J.C. Trichet - Un article au Monde tellement révélateur

Jean-Claude Trichet catalyse à lui tout seul toutes les ambigüités de la période de crise que nous traversons.

L'article qu'il vient de donner au Monde (daté du lundi 16 septembre 2013) a cette particularité de dire, en même temps, tout et rien.

Le rôle du commentateur est évidemment d'aller creuser la partie occultée.

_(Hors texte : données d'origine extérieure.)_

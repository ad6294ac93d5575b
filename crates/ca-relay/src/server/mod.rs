//! WebSocket relay server

mod context;
mod handler;
mod listener;

pub use context::{RelayContext, Timeouts};
pub use handler::{handle_socket, ConnectionPhase};
pub use listener::{RelayHandle, RelayServer};
use super::context::RelayContext;
use crate::session::{
    spawn_pty_reader, spawn_pty_writer, CommandSpec, ProcessExit, PtySession, SessionIo,
    SessionManager,
};

/// Buffered chunks per direction
const CHANNEL_CAPACITY: usize = 64;

/// Input chunks held for the pty before the socket stops being read
const INPUT_BACKLOG: usize = 64;

/// Time allowed to flush output written just before the process exited
const DRAIN_TIMEOUT: Duration = Duration::from_millis(200);

/// Message shown to a client whose credential was rejected
const AUTH_FAILED_MESSAGE: &str = "Invalid or missing token";

/// Where a connection is in its lifecycle
#[derive(Debug, Clone, Copy, PartialEq, Eq)]
pub enum ConnectionPhase {
    Connected,
    Authenticating,
    Bridging,
    Closed,
}

/// Why a bridged session ended
#[derive(Debug)]
enum Outcome {
    /// Client asked for a fresh session
    Restart,
    /// The agent exited on its own
    ProcessExited(Option<ProcessExit>),
    /// Client closed the socket
    ClientClosed,
    /// Socket or pty I/O failed
    StreamFailure(StreamError),
    /// No frames from the client within the heartbeat timeout
    HeartbeatTimeout,
    /// Relay is stopping
    Shutdown,
}

/// Close code and reason sent when a connection ends
#[derive(Debug, Clone, Copy)]
struct CloseReason {
    code: u16,
    reason: &'static str,
}

impl CloseReason {
    const NORMAL: Self = Self {
        code: close_code::NORMAL,
        reason: "session ended",
    };
    const GOING_AWAY: Self = Self {
        code: close_code::GOING_AWAY,
        reason: "relay shutting down",
    };
    const AUTH_REJECTED: Self = Self {
        code: close_code::AUTH_REJECTED,
        reason: "authentication failed",
    };
    const SPAWN_FAILED: Self = Self {
        code: close_code::SPAWN_FAILED,
        reason: "session could not be started",
    };
    const HEARTBEAT_TIMEOUT: Self = Self {
        code: close_code::HEARTBEAT_TIMEOUT,
        reason: "heartbeat timeout",
    };
}

/// One accepted WebSocket
struct Connection {
    peer: SocketAddr,
    phase: ConnectionPhase,
    tx: SplitSink<WebSocket, Message>,
    rx: SplitStream<WebSocket>,
    last_seen: Instant,
    /// Input that arrived before the first session existed
    pending_input: Vec<Bytes>,
}

impl Connection {
    fn new(peer: SocketAddr, socket: WebSocket) -> Self {
        let (tx, rx) = socket.split();
        Self {
            peer,
            phase: ConnectionPhase::Connected,
            tx,
            rx,
            last_seen: Instant::now(),
            pending_input: Vec::new(),
        }
    }

    fn enter(&mut self, phase: ConnectionPhase) {
        tracing::debug!("{}: {:?} -> {:?}", self.peer, self.phase, phase);
        self.phase = phase;
    }

    async fn send_message(&mut self, message: ServerMessage) -> Result<(), StreamError> {
        self.tx
            .send(Message::Text(message.to_json()))
            .await
            .map_err(|e| StreamError::Socket(e.to_string()))
    }

    async fn send_status(&mut self, status: StatusKind, text: impl Into<String>) -> Result<(), StreamError> {
        self.send_message(ServerMessage::status(status, text)).await
    }

    async fn send_output(&mut self, data: Bytes) -> Result<(), StreamError> {
        self.tx
            .send(Message::Binary(data.to_vec()))
            .await
            .map_err(|e| StreamError::Socket(e.to_string()))
    }

    async fn close(&mut self, reason: CloseReason) {
        let frame = CloseFrame {
            code: reason.code,
            reason: reason.reason.into(),
        };
        if let Err(e) = self.tx.send(Message::Close(Some(frame))).await {
            tracing::trace!("{}: close frame not sent: {}", self.peer, e);
        }
        self.enter(ConnectionPhase::Closed);
    }
}
//! ca-protocol: Wire vocabulary for the Claude Anywhere relay
//!
//! The transport is a WebSocket. Binary frames carry raw terminal bytes in
//! both directions; JSON text frames carry the small set of control and
//! status messages defined here.

pub mod error;
pub mod frame;
pub mod message;
pub mod session;

pub use error::ProtocolError;
pub use frame::{classify_binary, classify_text, close_code, parse_init, InboundFrame};
pub use message::{ClientMessage, InitMessage, ServerMessage, StatusKind, TerminalSize};
pub use session::SessionId;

Première affirmation excellente :

- Les prémisses de la crise datent de la fin de l'année 2006. Rappelons qu'à cette date, nous avions indiqué dans notre bulletin de conjoncture un avis de grosse tempête. En juin 2006, nous avions annoncé une grosse crise décennale pour 2010 (et envoyé cette prévision aux équipes de N. Sarkozy tout en lançant un avertissement public sur le site du Monde.fr (où il est toujours possible d'en consulter une partie). En décembre nous l'avons avancé à 2009.  Pour quoi ? Parce que  l'indice des prix de vente de l'immobilier aux Etats-Unis venaient de connaître la première baisse de l'histoire contemporaine et qu'une extrême nervosité touchait tout le secteur des prêts interbancaires. les premiers stigmates d'une crise de liquidité se faisait jour. Il faut se rappeler qu'à cette époque le bas de bilan des banques montrait presqu'un tiers de prêts interbancaires. Fanny Mae et Freddy Mac avaient connu de solides difficultés dès 2003 et semblaient devoir en connaître d'autres. Certaines banques comme Citigroup donnaient des signes de panique pendant que Bear-Stearns tombait en faillite (masqué par un rachat qui allait plombé bientôt les comptes du repreneur). La crise de liquidité frappera à mi juillet 2007, lorsque les adjudications sur le marché interbancaire ne trouveront plus preneur et que de nombreux fonds censés être liquides cesseront de l'être. En même temps de déclenche le sauve-qui-peut sur le marché monétaire. De très nombreuses banques sont étranglées.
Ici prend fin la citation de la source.